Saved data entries
= Beginning of Section =
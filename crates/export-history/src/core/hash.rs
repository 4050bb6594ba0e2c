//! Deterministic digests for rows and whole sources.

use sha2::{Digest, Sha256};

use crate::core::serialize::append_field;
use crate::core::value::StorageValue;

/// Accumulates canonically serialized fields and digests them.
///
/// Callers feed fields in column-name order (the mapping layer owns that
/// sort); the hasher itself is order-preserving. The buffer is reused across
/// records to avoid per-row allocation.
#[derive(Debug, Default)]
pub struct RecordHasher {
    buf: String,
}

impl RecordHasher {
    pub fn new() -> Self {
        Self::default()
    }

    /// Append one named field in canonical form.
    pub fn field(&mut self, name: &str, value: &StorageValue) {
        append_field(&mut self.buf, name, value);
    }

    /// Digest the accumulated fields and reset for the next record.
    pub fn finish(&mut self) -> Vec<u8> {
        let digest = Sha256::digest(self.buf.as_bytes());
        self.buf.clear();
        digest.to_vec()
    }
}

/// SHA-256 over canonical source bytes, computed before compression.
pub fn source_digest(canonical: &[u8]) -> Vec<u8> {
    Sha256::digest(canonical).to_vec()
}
= End of Section =
= Beginning of Section =
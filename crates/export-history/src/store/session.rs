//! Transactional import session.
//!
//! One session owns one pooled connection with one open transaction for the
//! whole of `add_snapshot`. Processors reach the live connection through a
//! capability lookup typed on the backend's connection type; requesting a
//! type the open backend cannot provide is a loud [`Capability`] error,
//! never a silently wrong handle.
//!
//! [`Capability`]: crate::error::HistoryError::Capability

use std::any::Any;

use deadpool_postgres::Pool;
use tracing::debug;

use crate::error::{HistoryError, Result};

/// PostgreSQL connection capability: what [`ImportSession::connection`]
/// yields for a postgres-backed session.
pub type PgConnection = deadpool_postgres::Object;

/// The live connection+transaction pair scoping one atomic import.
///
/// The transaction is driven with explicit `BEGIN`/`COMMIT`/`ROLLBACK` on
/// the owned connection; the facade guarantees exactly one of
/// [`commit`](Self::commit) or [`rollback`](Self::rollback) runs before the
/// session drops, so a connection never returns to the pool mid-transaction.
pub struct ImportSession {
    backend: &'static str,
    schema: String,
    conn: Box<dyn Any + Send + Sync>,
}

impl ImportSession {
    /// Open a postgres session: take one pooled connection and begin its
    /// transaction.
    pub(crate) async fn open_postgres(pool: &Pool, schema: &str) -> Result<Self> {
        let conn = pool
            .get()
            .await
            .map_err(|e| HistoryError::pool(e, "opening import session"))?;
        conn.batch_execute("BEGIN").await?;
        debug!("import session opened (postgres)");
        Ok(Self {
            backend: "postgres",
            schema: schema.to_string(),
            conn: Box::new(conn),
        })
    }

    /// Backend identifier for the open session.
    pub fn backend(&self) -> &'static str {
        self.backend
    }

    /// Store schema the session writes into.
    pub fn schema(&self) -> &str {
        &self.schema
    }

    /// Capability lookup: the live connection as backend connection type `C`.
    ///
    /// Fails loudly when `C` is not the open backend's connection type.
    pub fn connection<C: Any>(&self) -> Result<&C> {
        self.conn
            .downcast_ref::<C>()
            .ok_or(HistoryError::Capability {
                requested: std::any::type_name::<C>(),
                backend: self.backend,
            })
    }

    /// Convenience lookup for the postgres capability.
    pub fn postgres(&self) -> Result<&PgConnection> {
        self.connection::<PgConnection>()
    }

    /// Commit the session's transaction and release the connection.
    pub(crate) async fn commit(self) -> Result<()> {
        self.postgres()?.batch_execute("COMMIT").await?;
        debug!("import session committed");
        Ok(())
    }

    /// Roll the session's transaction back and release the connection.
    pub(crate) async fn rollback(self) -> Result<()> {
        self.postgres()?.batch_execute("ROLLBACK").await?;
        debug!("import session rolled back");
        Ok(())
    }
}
= End of Section =
= Beginning of Section =
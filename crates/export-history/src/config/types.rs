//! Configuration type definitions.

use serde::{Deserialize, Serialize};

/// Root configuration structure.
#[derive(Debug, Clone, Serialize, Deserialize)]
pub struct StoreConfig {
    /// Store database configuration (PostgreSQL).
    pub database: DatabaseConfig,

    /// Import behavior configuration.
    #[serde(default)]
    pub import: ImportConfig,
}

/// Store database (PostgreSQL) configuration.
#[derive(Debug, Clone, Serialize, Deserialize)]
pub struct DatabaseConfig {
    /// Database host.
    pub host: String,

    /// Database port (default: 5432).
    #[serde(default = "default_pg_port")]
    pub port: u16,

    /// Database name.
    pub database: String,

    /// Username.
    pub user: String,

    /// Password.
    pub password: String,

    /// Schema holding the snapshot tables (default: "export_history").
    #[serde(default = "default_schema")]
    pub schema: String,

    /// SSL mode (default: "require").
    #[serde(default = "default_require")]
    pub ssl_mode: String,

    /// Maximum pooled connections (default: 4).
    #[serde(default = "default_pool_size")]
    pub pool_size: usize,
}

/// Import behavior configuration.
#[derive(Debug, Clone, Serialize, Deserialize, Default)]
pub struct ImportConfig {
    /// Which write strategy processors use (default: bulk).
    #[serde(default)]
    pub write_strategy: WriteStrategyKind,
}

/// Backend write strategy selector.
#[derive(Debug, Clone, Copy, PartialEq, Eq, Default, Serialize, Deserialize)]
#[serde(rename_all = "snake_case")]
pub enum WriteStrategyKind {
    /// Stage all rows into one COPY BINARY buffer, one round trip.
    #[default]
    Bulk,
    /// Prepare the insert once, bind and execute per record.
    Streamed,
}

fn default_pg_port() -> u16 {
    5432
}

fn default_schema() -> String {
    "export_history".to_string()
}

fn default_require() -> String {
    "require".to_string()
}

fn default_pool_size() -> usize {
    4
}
= End of Section =
THE TASK: Set down, from the entries above, exactly the lines from the one with "connection capability: what" up to and including the one with "pub struct ImportSession", and no other lines.

WRITTEN RESPONSE:
/// PostgreSQL connection capability: what [`ImportSession::connection`]
/// yields for a postgres-backed session.
pub type PgConnection = deadpool_postgres::Object;

/// The live connection+transaction pair scoping one atomic import.
///
/// The transaction is driven with explicit `BEGIN`/`COMMIT`/`ROLLBACK` on
/// the owned connection; the facade guarantees exactly one of
/// [`commit`](Self::commit) or [`rollback`](Self::rollback) runs before the
/// session drops, so a connection never returns to the pool mid-transaction.
pub struct ImportSession {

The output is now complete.